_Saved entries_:
-----

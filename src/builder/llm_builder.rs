use secrecy::SecretString;

use super::{backend::LLMBackend, state::BuilderState};

/// Builder for configuring and instantiating LLM providers.
pub struct LLMBuilder {
    pub(super) state: BuilderState,
}

impl Default for LLMBuilder {
    fn default() -> Self {
        Self {
            state: BuilderState::new(),
        }
    }
}

impl LLMBuilder {
    /// Creates a new empty builder instance with default values.
    pub fn new() -> Self {
        Self::default()
    }

    /// Sets the backend provider to use.
    pub fn backend(mut self, backend: LLMBackend) -> Self {
        self.state.backend = Some(backend);
        self
    }

    /// Sets the API key for authentication.
    pub fn api_key(mut self, key: impl Into<String>) -> Self {
        self.state.api_key = Some(SecretString::new(key.into()));
        self
    }

    /// Sets the API key from an already wrapped secret.
    pub fn api_key_secret(mut self, key: SecretString) -> Self {
        self.state.api_key = Some(key);
        self
    }

    /// Sets the base URL for API requests.
    pub fn base_url(mut self, url: impl Into<String>) -> Self {
        self.state.base_url = Some(url.into());
        self
    }

    /// Sets the model identifier to use.
    pub fn model(mut self, model: impl Into<String>) -> Self {
        self.state.model = Some(model.into());
        self
    }

    /// Sets the maximum number of tokens to generate.
    pub fn max_tokens(mut self, max_tokens: u32) -> Self {
        self.state.max_tokens = Some(max_tokens);
        self
    }

    /// Sets the temperature for controlling response randomness (0.0-1.0).
    pub fn temperature(mut self, temperature: f32) -> Self {
        self.state.temperature = Some(temperature);
        self
    }

    /// Sets the system prompt/context.
    pub fn system(mut self, system: impl Into<String>) -> Self {
        self.state.system = Some(system.into());
        self
    }

    /// Sets the request timeout in seconds.
    pub fn timeout_seconds(mut self, timeout_seconds: u64) -> Self {
        self.state.timeout_seconds = Some(timeout_seconds);
        self
    }
}
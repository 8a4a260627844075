//! Hand-off of evaluation results to a persistence layer.
//!
//! The evaluator itself never persists anything; callers convert results into
//! [`ScoreRecord`]s and pass them to a [`ScoreSink`].

mod record;
mod sink;

pub use record::{ContentType, ScoreRecord};
pub use sink::{JsonLinesSink, ScoreSink};
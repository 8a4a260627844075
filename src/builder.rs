#[path = "builder/backend.rs"]
mod backend;

#[path = "builder/llm_builder.rs"]
mod llm_builder;

#[path = "builder/state.rs"]
mod state;

#[path = "builder/build/mod.rs"]
mod build;

pub use backend::LLMBackend;
pub use llm_builder::LLMBuilder;
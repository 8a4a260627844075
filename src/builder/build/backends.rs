use crate::{
    backends::openai::{OpenAI, OpenAIConfig, OPENAI_BASE_URL, OPENAI_DEFAULT_MODEL},
    builder::LLMBackend,
    chat::ChatProvider,
    error::EvalError,
};

use super::helpers;
use crate::builder::state::BuilderState;

pub(super) fn build_backend(
    state: &mut BuilderState,
    backend: LLMBackend,
) -> Result<Box<dyn ChatProvider>, EvalError> {
    match backend {
        LLMBackend::OpenAI => build_openai(state),
        LLMBackend::Vllm => build_vllm(state),
    }
}

fn build_openai(state: &mut BuilderState) -> Result<Box<dyn ChatProvider>, EvalError> {
    let name = LLMBackend::OpenAI.display_name();
    let api_key = helpers::require_api_key(state, name)?;
    let timeout_seconds = helpers::timeout_or_default(state);

    let provider = OpenAI::new(OpenAIConfig {
        provider_name: name.to_string(),
        api_key,
        base_url: state
            .base_url
            .take()
            .unwrap_or_else(|| OPENAI_BASE_URL.to_string()),
        model: state
            .model
            .take()
            .unwrap_or_else(|| OPENAI_DEFAULT_MODEL.to_string()),
        max_tokens: state.max_tokens,
        temperature: state.temperature,
        system: state.system.take(),
        timeout_seconds,
    })?;

    Ok(Box::new(provider))
}

fn build_vllm(state: &mut BuilderState) -> Result<Box<dyn ChatProvider>, EvalError> {
    let name = LLMBackend::Vllm.display_name();
    let base_url = helpers::require_field(state.base_url.take(), "base URL", name)?;
    let model = helpers::require_field(state.model.take(), "model", name)?;
    let timeout_seconds = helpers::timeout_or_default(state);

    log::info!("Using vLLM model {model} at {base_url}");
    let provider = OpenAI::new(OpenAIConfig {
        provider_name: name.to_string(),
        api_key: helpers::api_key_or_placeholder(state),
        base_url,
        model,
        max_tokens: state.max_tokens,
        temperature: state.temperature,
        system: state.system.take(),
        timeout_seconds,
    })?;

    Ok(Box::new(provider))
}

-----

_WHAT YOU HAVE TO DO_:
The lines above that hold the string "ScoreSink" are to be located and copied.

_RESPONSE TO THE TASK_:
//! [`ScoreRecord`]s and pass them to a [`ScoreSink`].
pub use sink::{JsonLinesSink, ScoreSink};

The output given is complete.